Me quedé parado. Nunca lo había oído: «tramos de concentración de accidentes, antes conocidos como puntos negros». ¿Por qué ahora los llaman de otra manera? Mi suposición es que, aplicando la normativa del neopuritanismo, ya no debe uno poder hablar de puntos negros, pues al adjetivo le suponen un matiz racista. Ciertamente, el diccionario da, de «negro», acepciones negativas: «Triste, melancólico, infausto: mi negra suerte, mi negra honrilla»; «Apurado: ésa sí que es negra»; «Tener el alma o la conciencia negra: tenerla sucia, ser malo».

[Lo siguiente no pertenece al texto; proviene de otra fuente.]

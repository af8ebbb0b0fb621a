//! Page table and hash-based locations.
//!
//! URL format: `#/path?query` (e.g. `#/users?search=ann&email=corp`).

/// Landing path; shown with no active tab.
pub const DEFAULT_PATH: &str = "/";

/// Pages reachable from the sidebar.
#[derive(Clone, Copy, Debug, PartialEq, Eq, Hash)]
pub enum Page {
    Dashboard,
    Users,
    Articles,
    Purchases,
    Settings,
}

impl Page {
    /// Sidebar order.
    pub const ALL: [Page; 5] = [
        Page::Dashboard,
        Page::Users,
        Page::Articles,
        Page::Purchases,
        Page::Settings,
    ];

    pub fn path(self) -> &'static str {
        match self {
            Self::Dashboard => "/",
            Self::Users => "/users",
            Self::Articles => "/articles",
            Self::Purchases => "/purchases",
            Self::Settings => "/settings",
        }
    }

    pub fn title(self) -> &'static str {
        match self {
            Self::Dashboard => "Dashboard",
            Self::Users => "Usuarios",
            Self::Articles => "Artículos",
            Self::Purchases => "Compras",
            Self::Settings => "Configuración",
        }
    }

    /// Page mounted at `path`. Trailing slashes are ignored.
    pub fn from_path(path: &str) -> Option<Self> {
        let trimmed = path.trim_end_matches('/');
        let normalized = if trimmed.is_empty() { "/" } else { trimmed };
        Self::ALL.into_iter().find(|p| p.path() == normalized)
    }
}

/// A path plus its query string (without `?`).
#[derive(Clone, Debug, Default, PartialEq, Eq)]
pub struct Location {
    pub path: String,
    pub query: String,
}

impl Location {
    pub fn new(path: impl Into<String>, query: impl Into<String>) -> Self {
        Self {
            path: path.into(),
            query: query.into(),
        }
    }

    pub fn landing() -> Self {
        Self::new(DEFAULT_PATH, "")
    }

    /// Parse a URL hash (`#/users?search=x`, `#/`, or empty).
    pub fn from_hash(hash: &str) -> Self {
        let rest = hash.trim_start_matches('#');
        let (path, query) = rest.split_once('?').unwrap_or((rest, ""));
        let path = format!("/{}", path.trim_start_matches('/'));
        Self::new(path, query)
    }

    pub fn to_hash(&self) -> String {
        if self.query.is_empty() {
            format!("#{}", self.path)
        } else {
            format!("#{}?{}", self.path, self.query)
        }
    }

    pub fn page(&self) -> Option<Page> {
        Page::from_path(&self.path)
    }

    pub fn is_landing(&self) -> bool {
        self.page().is_some_and(|p| p.path() == DEFAULT_PATH)
    }

    pub fn with_query(&self, query: impl Into<String>) -> Self {
        Self::new(self.path.clone(), query)
    }
}

#[cfg(test)]
mod tests {
    use super::*;

    #[test]
    fn test_page_table() {
        for page in Page::ALL {
            assert_eq!(Page::from_path(page.path()), Some(page));
        }
        assert_eq!(Page::from_path("/users/"), Some(Page::Users));
        assert_eq!(Page::from_path(""), Some(Page::Dashboard));
        assert_eq!(Page::from_path("/unknown"), None);
    }

    #[test]
    fn test_location_parsing() {
        assert_eq!(Location::from_hash(""), Location::landing());
        assert_eq!(Location::from_hash("#"), Location::landing());
        assert_eq!(Location::from_hash("#/"), Location::landing());
        assert_eq!(
            Location::from_hash("#/users?search=ann"),
            Location::new("/users", "search=ann")
        );
        assert_eq!(
            Location::from_hash("#articles"),
            Location::new("/articles", "")
        );
    }

    #[test]
    fn test_location_to_hash() {
        assert_eq!(Location::landing().to_hash(), "#/");
        assert_eq!(
            Location::new("/users", "search=ann").to_hash(),
            "#/users?search=ann"
        );
        assert_eq!(Location::new("/purchases", "").to_hash(), "#/purchases");
    }

    #[test]
    fn test_landing() {
        assert!(Location::landing().is_landing());
        assert!(!Location::new("/users", "").is_landing());
    }
}
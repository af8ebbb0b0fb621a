//! Network fetching utilities with timeout support.

use js_sys::{Array, Promise};
use serde::{Serialize, de::DeserializeOwned};
use wasm_bindgen::JsCast;
use wasm_bindgen::JsValue;
use wasm_bindgen_futures::JsFuture;
use web_sys::{Request, RequestInit, RequestMode, Response};

use crate::config::FETCH_TIMEOUT_MS;
use crate::core::error::FetchError;

// =============================================================================
// Promise Racing Utilities
// =============================================================================

/// Result of a promise race with timeout.
#[derive(Debug)]
pub enum RaceResult {
    /// The promise completed before timeout.
    Completed(JsValue),
    /// Timeout occurred before promise completed.
    TimedOut,
    /// Promise rejected with an error.
    Error(String),
}

/// Race a promise against a timeout using `Promise.race`.
pub async fn race_with_timeout(promise: Promise, timeout_ms: i32) -> RaceResult {
    let Some(window) = web_sys::window() else {
        return RaceResult::Error("Window not available".to_string());
    };

    // Resolves to undefined when the timer fires
    let timeout_promise = Promise::new(&mut |resolve, _| {
        let _ = window.set_timeout_with_callback_and_timeout_and_arguments_0(&resolve, timeout_ms);
    });

    let race_array = Array::new();
    race_array.push(&promise);
    race_array.push(&timeout_promise);
    let race_promise = Promise::race(&race_array);

    match JsFuture::from(race_promise).await {
        Ok(result) => {
            if result.is_undefined() {
                RaceResult::TimedOut
            } else {
                RaceResult::Completed(result)
            }
        }
        Err(e) => RaceResult::Error(e.as_string().unwrap_or_else(|| "Unknown error".to_string())),
    }
}

// =============================================================================
// Fetch Functions
// =============================================================================

/// POST `body` as JSON to `url` and parse the JSON response.
///
/// Non-2xx responses fail with [`FetchError::HttpError`].
pub async fn post_json<B, T>(url: &str, body: &B) -> Result<T, FetchError>
where
    B: Serialize,
    T: DeserializeOwned,
{
    let payload =
        serde_json::to_string(body).map_err(|e| FetchError::JsonParseError(e.to_string()))?;
    let text = send(url, "POST", Some(&payload)).await?;
    serde_json::from_str(&text).map_err(|e| FetchError::JsonParseError(e.to_string()))
}

/// Send a request with the Fetch API, racing it against `FETCH_TIMEOUT_MS`.
async fn send(url: &str, method: &str, json_body: Option<&str>) -> Result<String, FetchError> {
    let window = web_sys::window().ok_or(FetchError::NoWindow)?;

    let opts = RequestInit::new();
    opts.set_method(method);
    opts.set_mode(RequestMode::Cors);
    if let Some(body) = json_body {
        opts.set_body(&JsValue::from_str(body));
    }

    let request = Request::new_with_str_and_init(url, &opts)
        .map_err(|_| FetchError::RequestCreationFailed)?;
    if json_body.is_some() {
        request
            .headers()
            .set("Content-Type", "application/json")
            .map_err(|_| FetchError::RequestCreationFailed)?;
    }

    let fetch_promise = window.fetch_with_request(&request);

    match race_with_timeout(fetch_promise, FETCH_TIMEOUT_MS).await {
        RaceResult::TimedOut => Err(FetchError::Timeout),
        RaceResult::Error(msg) => Err(FetchError::NetworkError(msg)),
        RaceResult::Completed(result) => {
            let resp: Response = result.dyn_into().map_err(|_| FetchError::InvalidContent)?;

            if !resp.ok() {
                return Err(FetchError::HttpError(resp.status()));
            }

            let text = JsFuture::from(resp.text().map_err(|_| FetchError::ResponseReadFailed)?)
                .await
                .map_err(|_| FetchError::ResponseReadFailed)?;

            text.as_string().ok_or(FetchError::InvalidContent)
        }
    }
}
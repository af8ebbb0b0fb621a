//! Card rendering of the visible rows, used on narrow screens.

use erp_core::grid::Record;
use leptos::prelude::*;

use super::GridHandle;
use super::table::RowActions;

stylance::import_crate_style!(css, "src/components/data_table/data_table.module.css");

#[component]
pub fn CardView<T>(grid: GridHandle<T>) -> impl IntoView
where
    T: Record + Clone + Send + Sync + 'static,
{
    view! {
        <div class=css::cards>
            {move || {
                grid.data.track();
                grid.rows
                    .get()
                    .into_iter()
                    .map(|index| view! { <Card grid=grid index=index /> })
                    .collect_view()
            }}
        </div>
    }
}

#[component]
fn Card<T>(grid: GridHandle<T>, index: usize) -> impl IntoView
where
    T: Record + Clone + Send + Sync + 'static,
{
    let (fields, actions) = grid.columns.with_value(|cols| {
        grid.data.with_untracked(|data| {
            let Some(record) = data.get(index) else {
                return (Vec::new(), Vec::new());
            };
            let fields = cols
                .iter()
                .filter_map(|column| {
                    column
                        .display(record)
                        .map(|text| (column.title.clone(), text))
                })
                .collect::<Vec<_>>();
            let actions = cols
                .iter()
                .flat_map(|column| column.row_actions().iter().copied())
                .collect::<Vec<_>>();
            (fields, actions)
        })
    });

    view! {
        <div class=css::card>
            <dl class=css::cardFields>
                {fields
                    .into_iter()
                    .map(|(title, text)| view! {
                        <dt class=css::cardLabel>{title}</dt>
                        <dd class=css::cardValue>{text}</dd>
                    })
                    .collect_view()}
            </dl>
            {(!actions.is_empty()).then(|| view! {
                <div class=css::cardActions>
                    <RowActions grid=grid index=index actions=actions />
                </div>
            })}
        </div>
    }
}
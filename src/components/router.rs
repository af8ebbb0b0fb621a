//! Application router component.
//!
//! Handles URL-based routing with hash history.
//! Uses native hashchange events instead of leptos_router for true hash routing.
//!
//! # Architecture
//!
//! - **URL hash is the source of truth**: the location signal mirrors `#/path?query`
//! - **Programmatic navigation** goes through `AppContext`, which updates
//!   the URL with `pushState`/`replaceState` and the signal together
//! - **hashchange/popstate events**: browser back/forward buttons move the
//!   workspace to the page in the URL

use leptos::prelude::*;
#[cfg(target_arch = "wasm32")]
use wasm_bindgen::prelude::Closure;

use crate::app::AppContext;
use crate::components::layout::Layout;
use crate::components::login::Login;

/// Main application router.
///
/// Shows the login screen until a session exists, then the workspace.
///
/// - `#/` → Landing (empty workspace or Dashboard tab)
/// - `#/users?search=ann` → Users tab with its table state in the query
#[component]
pub fn AppRouter() -> impl IntoView {
    let ctx = use_context::<AppContext>().expect("AppContext must be provided");

    // Listen for browser-driven navigation (runs once on mount)
    #[cfg(target_arch = "wasm32")]
    {
        use wasm_bindgen::JsCast;

        use crate::utils::dom;

        let closure = Closure::wrap(Box::new(move || {
            let location = dom::current_location();
            if ctx.location.with_untracked(|l| *l != location) {
                log::debug!("router: following {}", location.to_hash());
                ctx.follow_location(location);
            }
        }) as Box<dyn Fn()>);

        if let Some(window) = web_sys::window() {
            for event in ["hashchange", "popstate"] {
                let _ = window
                    .add_event_listener_with_callback(event, closure.as_ref().unchecked_ref());
            }
        }

        // Keep the closure alive for the lifetime of the app
        closure.forget();
    }

    view! {
        <Show
            when=move || ctx.is_authenticated()
            fallback=|| view! { <Login /> }
        >
            <Layout />
        </Show>
    }
}
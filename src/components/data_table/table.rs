//! Tabular rendering with sortable headers and per-column filter inputs.

use erp_core::grid::{CellKind, Column, Record, RowAction, SortDirection};
use leptos::prelude::*;
use leptos_icons::Icon;

use super::GridHandle;
use crate::components::icons as ic;

stylance::import_crate_style!(css, "src/components/data_table/data_table.module.css");

#[component]
pub fn TableView<T>(grid: GridHandle<T>) -> impl IntoView
where
    T: Record + Clone + Send + Sync + 'static,
{
    let columns = grid.columns.get_value();

    let headers = columns
        .iter()
        .cloned()
        .map(|column| view! { <HeaderCell grid=grid column=column /> })
        .collect_view();
    let filters = columns
        .iter()
        .cloned()
        .map(|column| view! { <FilterCell grid=grid column=column /> })
        .collect_view();

    view! {
        <table class=css::table>
            <thead>
                <tr>{headers}</tr>
                <tr class=css::filterRow>{filters}</tr>
            </thead>
            <tbody>
                {move || {
                    grid.data.track();
                    grid.rows
                        .get()
                        .into_iter()
                        .map(|index| view! { <Row grid=grid index=index /> })
                        .collect_view()
                }}
            </tbody>
        </table>
    }
}

#[component]
fn HeaderCell<T>(grid: GridHandle<T>, column: Column) -> impl IntoView
where
    T: Record + Clone + Send + Sync + 'static,
{
    let key = column.key.clone();
    let direction = Signal::derive(move || {
        grid.sort.with(|sort| {
            sort.as_ref()
                .filter(|s| s.key == key)
                .map(|s| s.direction)
        })
    });
    let class = if column.sortable {
        format!("{} {}", css::headerCell, css::sortable)
    } else {
        css::headerCell.to_string()
    };
    let title = column.title.clone();

    view! {
        <th class=class on:click=move |_| grid.click_header(&column)>
            <span>{title}</span>
            {move || match direction.get() {
                Some(SortDirection::Ascending) => view! { <Icon icon=ic::SORT_ASC /> }.into_any(),
                Some(SortDirection::Descending) => view! { <Icon icon=ic::SORT_DESC /> }.into_any(),
                None => ().into_any(),
            }}
        </th>
    }
}

#[component]
fn FilterCell<T>(grid: GridHandle<T>, column: Column) -> impl IntoView
where
    T: Record + Clone + Send + Sync + 'static,
{
    if matches!(column.cell, CellKind::Actions(_)) {
        return view! { <th></th> }.into_any();
    }

    let key = column.key;
    let placeholder = format!("Filtrar por {}", column.title);
    let value = {
        let key = key.clone();
        Signal::derive(move || {
            grid.view_state
                .with(|s| s.filter(&key).unwrap_or_default().to_string())
        })
    };

    view! {
        <th>
            <input
                type="text"
                class=css::filterInput
                placeholder=placeholder
                prop:value=move || value.get()
                on:input=move |ev| grid.set_filter(key.clone(), event_target_value(&ev))
            />
        </th>
    }
    .into_any()
}

#[component]
fn Row<T>(grid: GridHandle<T>, index: usize) -> impl IntoView
where
    T: Record + Clone + Send + Sync + 'static,
{
    let cells = grid.columns.with_value(|cols| {
        grid.data.with_untracked(|data| {
            let Some(record) = data.get(index) else {
                return Vec::new();
            };
            cols.iter()
                .map(|column| match column.display(record) {
                    Some(text) => view! { <td>{text}</td> }.into_any(),
                    None => view! {
                        <td class=css::actionsCell>
                            <RowActions grid=grid index=index actions=column.row_actions().to_vec() />
                        </td>
                    }
                    .into_any(),
                })
                .collect::<Vec<_>>()
        })
    });

    view! { <tr class=css::row>{cells}</tr> }
}

/// Action buttons of one record, shared by the table and card views.
#[component]
pub fn RowActions<T>(
    grid: GridHandle<T>,
    index: usize,
    actions: Vec<RowAction>,
) -> impl IntoView
where
    T: Record + Clone + Send + Sync + 'static,
{
    actions
        .into_iter()
        .map(|action| {
            view! {
                <button
                    class=css::actionButton
                    title=action.label()
                    on:click=move |_| grid.run_action(action, index)
                >
                    <Icon icon=ic::action_icon(action) />
                </button>
            }
        })
        .collect_view()
}
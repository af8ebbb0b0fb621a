use erp_core::Page;
use leptos::prelude::*;

use super::{PageTitle, css, mock};
use crate::app::AppContext;

#[component]
pub fn Settings() -> impl IntoView {
    let ctx = use_context::<AppContext>().expect("AppContext must be provided");
    let company = mock::company();

    let profile = Signal::derive(move || {
        ctx.session.with(|s| {
            s.user()
                .map(|u| {
                    (
                        u.name.clone(),
                        u.email.clone(),
                        u.role_names().join(", "),
                    )
                })
                .unwrap_or_default()
        })
    });
    let branches = Signal::derive(move || ctx.session.with(|s| s.branches().to_vec()));
    let active_branch =
        Signal::derive(move || ctx.session.with(|s| s.branch().map(|b| b.id.clone())));

    let company_rows = [
        ("Razón social", company.name),
        ("RUC", company.identification),
        ("Dirección", company.address),
        ("Teléfono", company.phone),
        ("Email", company.email),
    ];

    view! {
        <div class=css::page>
            <PageTitle page=Page::Settings />

            <section class=css::section>
                <h2 class=css::sectionTitle>"Empresa"</h2>
                <dl class=css::details>
                    {company_rows
                        .into_iter()
                        .map(|(label, value)| view! {
                            <dt>{label}</dt>
                            <dd>{value}</dd>
                        })
                        .collect_view()}
                </dl>
            </section>

            <section class=css::section>
                <h2 class=css::sectionTitle>"Perfil"</h2>
                <dl class=css::details>
                    <dt>"Nombre"</dt>
                    <dd>{move || profile.get().0}</dd>
                    <dt>"Email"</dt>
                    <dd>{move || profile.get().1}</dd>
                    <dt>"Roles"</dt>
                    <dd>{move || profile.get().2}</dd>
                </dl>
            </section>

            <section class=css::section>
                <h2 class=css::sectionTitle>"Sucursal activa"</h2>
                <div class=css::branchList>
                    <For
                        each=move || branches.get()
                        key=|branch| branch.id.clone()
                        children=move |branch| {
                            let id = branch.id.clone();
                            let is_active =
                                move || active_branch.with(|a| a.as_deref() == Some(id.as_str()));
                            let name = branch.name.clone();
                            view! {
                                <label class=css::branchOption>
                                    <input
                                        type="radio"
                                        name="branch"
                                        prop:checked=is_active
                                        on:change=move |_| ctx.set_branch(branch.clone())
                                    />
                                    <span>{name}</span>
                                </label>
                            }
                        }
                    />
                </div>
            </section>
        </div>
    }
}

Quizá me equivoque, pero diría que esas acepciones del adjetivo «negro», más que con la cuestión racial, tienen que ver con la ausencia de luz. La noche es oscura y, desde siempre, de noche nos azuza la inseguridad, la indefensión, la angustia. Si los humanos hemos convertido el adjetivo negro en sinónimo de infausto o malo es por las tinieblas, no porque unos tengamos la piel más oscura que otros. En cambio, expresiones como «trabajar como un negro» sí tienen que ver con la explotación y el esclavismo. En la película Ghost world, uno de los hilos es la historia de un restaurante que, décadas atrás, utilizaba la cara de un muchacho negro como marca, y le aplicaba un nombre peyorativo. Con la llegada del neopuritanismo, blanquearon la cara y modificaron el nombre por otro parecido pero sin mácula racista. Parece sensato. Expresiones similarmente dudosas hay muchas: «engañar como a un chino» es aún de uso común, y la compañía Comediants la utiliza sin problema en su última obra, en la que precisamente colabora con chinos.